Key to the engendered sympathy is Mr. Reed’s posturing as more than just another man desperate for control. Heretic wisely disenfranchises his philosophy toward the end, with Sister Barnes first foreshadowing the thread when she urges Sister Paxton to combat him not with strength, but logic. Challenge him. Call his bluff. It’s why Heretic is ferocious with its words, not its physical horrors (though there’s still plenty of that, slit throats and desperate escapes).
At Heretic’s end, Sister Barnes lies dying, with Sister Paxton ostensibly dead nearby. She challenges Mr. Reed one final time, conceding that while she logically knows prayer yields no power, it’s still nice that people will do it for one another. Her kinship with Sister Barnes is solidified as the latter springs back to life, saving her friend from death with Chekov’s plank before she finally gives in to her injuries. Outside, Sister Paxton briefly sees a butterfly land on her hand. Earlier, she expressed an interest in coming back after death as one to comfort her bereaved loved ones.
The profound friendship at Heretic’s core, and its commitment not to the church’s zealotry, but charity, spotlights the opposite end of the control spectrum. If religion is about control (and, in a lot of ways, it is), and control breeds violence and abuse, then control can similarly overcome those same noxious ideals. Control with love, wield that as a weapon, Heretic claims, and there will be hope in even the darkest moments.
When we center ourselves in others and feel a fundamental duty of care to those around us, there is salvation. Heretic doesn’t proselytize, luckily, and it doesn’t need to. If, as the film claims, all religions are about the same, having their origin in the same space, the label matters less than the actions. Topher Grace (in cameo as Elder Kennedy) is the church in big, bright lights. He’s fundamentally useless, more concerned with brochures and recruitment than his two missing missionaries. Conversely, Heretic’s best moments are the interplay between the two sisters. They augment the other, combatting insecurities and cruel pranks with small, simple words of kindness.

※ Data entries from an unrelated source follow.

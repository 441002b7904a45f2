//! In-memory population of synthetic logistics records.
//!
//! RULE: RecordStore owns its collection exclusively. Callers create,
//! update and soft-delete through the methods below; nothing reaches
//! into the backing vectors.
//!
//! Live records are tracked in a separate position index so that random
//! selection is O(1) while staying uniform over currently-live records.
//! A soft-deleted record leaves the index and is never selected again.

use crate::{
    config::FieldSchema,
    error::{SimError, SimResult},
    field_sampler::{sample_field, sample_value, FieldValue},
    rng::SimRng,
    types::RecordId,
};
use chrono::{Duration, NaiveDate, NaiveDateTime, Timelike};
use serde::{Deserialize, Serialize};

const PREALLOC_LIMIT: usize = 4096;

#[derive(Debug, Clone, Serialize, Deserialize, PartialEq)]
pub struct SyntheticRecord {
    pub id:          RecordId,
    /// One slot per schema field, in schema order. `None` is a null.
    pub attributes:  Vec<Option<FieldValue>>,
    pub created_at:  NaiveDateTime,
    pub modified_at: NaiveDateTime,
    pub is_deleted:  bool,
    /// Date of the most recent mutation.
    pub bucket_day:  NaiveDate,
    /// Hour (0–23) of the most recent mutation.
    pub bucket_hour: u32,
}

impl SyntheticRecord {
    fn touch(&mut self, at: NaiveDateTime, hour_start: NaiveDateTime) {
        // Never move backwards; a same-hour update may roll an earlier minute.
        self.modified_at = at.max(self.modified_at);
        self.bucket_day = hour_start.date();
        self.bucket_hour = hour_start.hour();
    }
}

/// Pre-mutation state captured while an hour is in flight.
#[derive(Debug, Default)]
struct HourJournal {
    records_len: usize,
    touched:     Vec<(usize, SyntheticRecord)>,
    left_live:   Vec<usize>,
}

pub struct RecordStore {
    schema:    Vec<FieldSchema>,
    /// Schema positions of the fields an update may rewrite.
    updatable: Vec<usize>,
    records:   Vec<SyntheticRecord>,
    /// Positions into `records` of every live record, unordered.
    live:      Vec<usize>,
    next_id:   RecordId,
    journal:   Option<HourJournal>,
}

impl RecordStore {
    pub fn new(schema: Vec<FieldSchema>, updatable_fields: &[String], id_start: RecordId) -> SimResult<Self> {
        let updatable = updatable_fields
            .iter()
            .map(|name| {
                schema.iter().position(|f| &f.name == name).ok_or_else(|| {
                    SimError::config(format!("updatable field '{name}' is not in the field schema"))
                })
            })
            .collect::<SimResult<Vec<_>>>()?;
        if updatable.is_empty() {
            return Err(SimError::config("at least one updatable field is required"));
        }
        Ok(Self {
            schema,
            updatable,
            records: Vec::new(),
            live: Vec::new(),
            next_id: id_start,
            journal: None,
        })
    }

    /// Seed an empty store with an existing population.
    ///
    /// Records are ordered by id; soft-deleted ones stay out of the live
    /// index. Every loaded id must lie below the store's next identity, so
    /// fresh ids never collide with loaded ones.
    pub fn load_records(&mut self, mut loaded: Vec<SyntheticRecord>) -> SimResult<usize> {
        if !self.records.is_empty() || self.journal.is_some() {
            return Err(SimError::config("records can only be loaded into an empty store"));
        }
        loaded.sort_by_key(|r| r.id);
        for pair in loaded.windows(2) {
            if pair[0].id == pair[1].id {
                return Err(SimError::config(format!("duplicate record id {}", pair[0].id)));
            }
        }
        for record in &loaded {
            if record.attributes.len() != self.schema.len() {
                return Err(SimError::config(format!(
                    "record {}: {} attributes for {} schema fields",
                    record.id,
                    record.attributes.len(),
                    self.schema.len()
                )));
            }
            if record.modified_at < record.created_at {
                return Err(SimError::config(format!(
                    "record {}: modified {} before created {}",
                    record.id, record.modified_at, record.created_at
                )));
            }
        }
        if let Some(last) = loaded.last() {
            if last.id >= self.next_id {
                return Err(SimError::config(format!(
                    "id_start {} must exceed the largest loaded id {}",
                    self.next_id, last.id
                )));
            }
        }

        self.live = loaded
            .iter()
            .enumerate()
            .filter(|(_, r)| !r.is_deleted)
            .map(|(pos, _)| pos)
            .collect();
        self.records = loaded;
        Ok(self.records.len())
    }

    // ── Operations ─────────────────────────────────────────────

    /// Create `n` records stamped within the hour starting at `at`.
    ///
    /// All attribute draws happen before anything is appended, so a failed
    /// draw leaves the population untouched. The identities reserved for
    /// the batch are consumed either way.
    pub fn create_batch(
        &mut self,
        n: usize,
        at: NaiveDateTime,
        rng: &mut SimRng,
    ) -> SimResult<&[SyntheticRecord]> {
        let first_id = self.next_id;
        self.next_id = RecordId::try_from(n)
            .ok()
            .and_then(|n| first_id.checked_add(n))
            .ok_or_else(|| {
                SimError::config(format!("batch of {n} records overflows the id counter at {first_id}"))
            })?;

        let mut batch = Vec::with_capacity(n.min(PREALLOC_LIMIT));
        for offset in 0..n {
            let attributes = self
                .schema
                .iter()
                .map(|field| sample_field(field, rng))
                .collect::<SimResult<Vec<_>>>()?;
            let stamped = random_within_hour(at, rng);
            batch.push(SyntheticRecord {
                id: first_id + offset as RecordId,
                attributes,
                created_at: stamped,
                modified_at: stamped,
                is_deleted: false,
                bucket_day: at.date(),
                bucket_hour: at.hour(),
            });
        }

        let start = self.records.len();
        self.live.extend(start..start + n);
        self.records.extend(batch);
        Ok(&self.records[start..])
    }

    /// Rewrite one updatable field on a uniformly chosen live record.
    /// Returns false, changing nothing, when no live record exists.
    pub fn update_one(&mut self, at: NaiveDateTime, rng: &mut SimRng) -> SimResult<bool> {
        if self.live.is_empty() {
            return Ok(false);
        }
        let pos = self.live[rng.pick_index(self.live.len())];
        let field_idx = self.updatable[rng.pick_index(self.updatable.len())];
        let field = &self.schema[field_idx];
        let value = sample_value(&field.name, &field.kind, rng)?;
        let stamped = random_within_hour(at, rng);

        self.journal_touch(pos);
        let record = &mut self.records[pos];
        record.attributes[field_idx] = Some(value);
        record.touch(stamped, at);
        Ok(true)
    }

    /// Soft-delete a uniformly chosen live record.
    /// Returns false, changing nothing, when no live record exists.
    pub fn delete_one(&mut self, at: NaiveDateTime, rng: &mut SimRng) -> bool {
        if self.live.is_empty() {
            return false;
        }
        let slot = rng.pick_index(self.live.len());
        let stamped = random_within_hour(at, rng);
        let pos = self.live.swap_remove(slot);

        self.journal_touch(pos);
        if let Some(journal) = self.journal.as_mut() {
            journal.left_live.push(pos);
        }
        let record = &mut self.records[pos];
        record.is_deleted = true;
        record.touch(stamped, at);
        true
    }

    // ── Hour journal ───────────────────────────────────────────

    /// Start recording pre-mutation state for the current hour.
    pub fn begin_hour(&mut self) {
        self.journal = Some(HourJournal {
            records_len: self.records.len(),
            ..HourJournal::default()
        });
    }

    /// Keep everything done since `begin_hour`.
    pub fn commit_hour(&mut self) {
        self.journal = None;
    }

    /// Undo everything done since `begin_hour`. Identities already handed
    /// out stay consumed.
    pub fn rollback_hour(&mut self) {
        let Some(journal) = self.journal.take() else {
            return;
        };
        // Reverse order: the earliest capture of a record wins.
        for (pos, previous) in journal.touched.into_iter().rev() {
            if pos < journal.records_len {
                self.records[pos] = previous;
            }
        }
        self.records.truncate(journal.records_len);
        self.live.retain(|&pos| pos < journal.records_len);
        self.live
            .extend(journal.left_live.into_iter().filter(|&pos| pos < journal.records_len));
    }

    fn journal_touch(&mut self, pos: usize) {
        if let Some(journal) = self.journal.as_mut() {
            if pos < journal.records_len {
                journal.touched.push((pos, self.records[pos].clone()));
            }
        }
    }

    // ── Read access ────────────────────────────────────────────

    pub fn records(&self) -> &[SyntheticRecord] {
        &self.records
    }

    pub fn schema(&self) -> &[FieldSchema] {
        &self.schema
    }

    pub fn field_names(&self) -> impl Iterator<Item = &str> {
        self.schema.iter().map(|f| f.name.as_str())
    }

    /// Records are appended in id order, so lookup is a binary search.
    pub fn get(&self, id: RecordId) -> Option<&SyntheticRecord> {
        self.records
            .binary_search_by_key(&id, |r| r.id)
            .ok()
            .map(|pos| &self.records[pos])
    }

    pub fn value<'a>(&self, record: &'a SyntheticRecord, field: &str) -> Option<&'a FieldValue> {
        let idx = self.schema.iter().position(|f| f.name == field)?;
        record.attributes.get(idx)?.as_ref()
    }

    pub fn len(&self) -> usize {
        self.records.len()
    }

    pub fn is_empty(&self) -> bool {
        self.records.is_empty()
    }

    pub fn live_count(&self) -> usize {
        self.live.len()
    }

    pub fn deleted_count(&self) -> usize {
        self.records.len() - self.live.len()
    }

    pub fn next_id(&self) -> RecordId {
        self.next_id
    }
}

/// A random second within the hour starting at `hour_start`.
pub fn random_within_hour(hour_start: NaiveDateTime, rng: &mut SimRng) -> NaiveDateTime {
    let minute = rng.next_u64_below(60) as i64;
    let second = rng.next_u64_below(60) as i64;
    hour_start + Duration::minutes(minute) + Duration::seconds(second)
}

A fast food ranking, despite an undercurrent of menace, is some of the purest, kindest riffing the horror genre has seen in years.
Heretic won’t convert you in any formal way—and, again, the film is desperately trying not to—but it will have you considering the church of kindness. My own faith wavers day to day as I try to grapple with a formal, theological education and the subsequent pain and isolation they cultivated in me. What do I believe? Well, I’m not really sure, but I do believe in other people. I believe in the best of what they can do, and I believe, in however small a measurement, that I can help them believe it, too. That’s real power. That’s control worth having.